My arrival in China can best be described in one word: surprise. I didn't expect the kind of modernization that Beijing is undergoing. In preparation for my year-long journey, which would include living with a Chinese host family, I read China Wakes, by former New York Times Beijing correspondents Nicholas Kristoff and Sheryl WuDunn. I remember feeling depressed as page after page described a bleak and under-developed country. Imagine my surprise when I arrived in Beijing and found skyscrapers located next to a McDonald's and kids walking around in bright clothes with dyed hair. On an early trip to the Forbidden City and Tiananmen Square, one of my new classmates summed up our collective surprise with the question: "Where are all the Mao suits?" This is typical of the type of misconception that I held not only about China, but about my host family as well. I was told before meeting them that my host parents could not speak any English, but my new "sister" had studied the language for five years. I knew that the communication barrier would be difficult to overcome.

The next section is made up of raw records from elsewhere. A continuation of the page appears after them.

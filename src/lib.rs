//! XRF Rust Runtime - High-performance per-pixel spectra fitting.
//!
//! This crate deconvolves measured X-ray fluorescence (XRF) energy spectra
//! into per-element intensities by fitting a physically motivated
//! multi-peak model, or a linear-algebra shortcut, against every pixel of
//! a scanned sample:
//!
//! - Closed-form peak shapes (Gaussian peak / step / tail, elastic and
//!   Compton scatter composites)
//! - SNIP iterative peak-clipping background estimation
//! - A polymorphic fitting-model pipeline (initialize, pre-process, fit,
//!   post-process) with nonlinear (Gauss-Tails) and linear (SVD) variants
//! - A bounded Levenberg-Marquardt optimizer behind an abstract contract
//! - Parallel batch processing of scan volumes using rayon, plus an async
//!   callback-driven path on tokio
//!
//! # Architecture
//!
//! ```text
//! ┌─────────────────────────────────────┐
//! │        Runtime (per scan)           │
//! │  ┌───────────┐  ┌───────────────┐  │
//! │  │ PixelQueue │  │   FitGrid    │  │
//! │  │ (row, col) │  │ (preallocated)│  │
//! │  └───────────┘  └───────────────┘  │
//! └──────────────────┬──────────────────┘
//!                    ▼ one model + params per pixel
//! ┌─────────────────────────────────────┐
//! │       Fitting (per spectrum)        │
//! │  ┌───────────┐  ┌───────────────┐  │
//! │  │ FitModel  │  │  Optimizer /  │  │
//! │  │ pipeline  │  │   SVD solve   │  │
//! │  └───────────┘  └───────────────┘  │
//! └─────────────────────────────────────┘
//! ```
//!
//! # Usage
//!
//! ```no_run
//! use xrfit::{
//!     default_fit_parameters, EnergyCalibration, EnergyRange, FitElement,
//!     FitRoutine, FitRoutineConfig, ModelKind, SpectraVolume,
//! };
//!
//! let calibration = EnergyCalibration::new(0.0, 0.01, 0.0);
//! let elements: Vec<FitElement> = ["Ca", "Fe", "Zn"]
//!     .iter()
//!     .filter_map(|s| FitElement::from_symbol(s))
//!     .collect();
//! let params = default_fit_parameters(&elements);
//!
//! let volume = SpectraVolume::new(64, 64, 2048);
//! let range = EnergyRange::new(0, 2047);
//!
//! let routine = FitRoutine::new(FitRoutineConfig::default());
//! let grid = routine
//!     .fit_volume(&volume, ModelKind::GaussTails, &params, &calibration, &elements, range)
//!     .unwrap();
//! for (row, col, fit) in grid.iter() {
//!     for (symbol, intensity) in fit.iter() {
//!         println!("({row},{col}) {symbol}: {intensity}");
//!     }
//! }
//! ```

pub mod data;
pub mod fitting;
pub mod optimizer;
pub mod runtime;

// Re-export commonly used items
pub use data::{
    Bound, EmissionLine, EnergyCalibration, EnergyRange, FitElement, FitParam, FitParams,
    LineFamily, PixelFit, Spectrum, SpectrumError,
};
pub use fitting::{
    convolve1d, convolve1d_kernel, default_fit_parameters, fit_pixel, snip_background, FitError,
    FitModel, FitState, GaussTailsConfig, GaussTailsModel, ModelKind, ModelRegistry, SvdConfig,
    SvdModel,
};
pub use optimizer::{FitContext, LevMarOptimizer, Optimizer, OptimizerOutcome};
pub use runtime::{FitGrid, FitRoutine, FitRoutineConfig, PixelQueue, SpectraVolume, VolumeError, WorkItem};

My "new home" rather squat in comparison to the rest of the apartment buildings and I couldn't get over the number of bikes parked out front. My home is an average three-room apartment, with a very tiny kitchen and even smaller bathroom. But the room I was given is comparatively big and comfortable. My family has made a few sacrifices to accommodate me, one of which is their sleeping arrangement. My sister has been moved into my parents' room (since I took over her room) and my father was moved to the couch in the living room.

Over the past few months my family and I have grown closer than I could have ever imagined. My father has a strong desire to show me and teach me everything about Beijing and takes my sister and I on regular trips around the city. Even at the dinner table I get lessons in Chinese history, culture and politics. In addition is my constant banter with my host mother. She teaches me to cook, helps me with my homework, and pokes polite fun at my "bourgeois" American ways. But when all is said and done she calls me her daughter with a warm smile and a lot of love.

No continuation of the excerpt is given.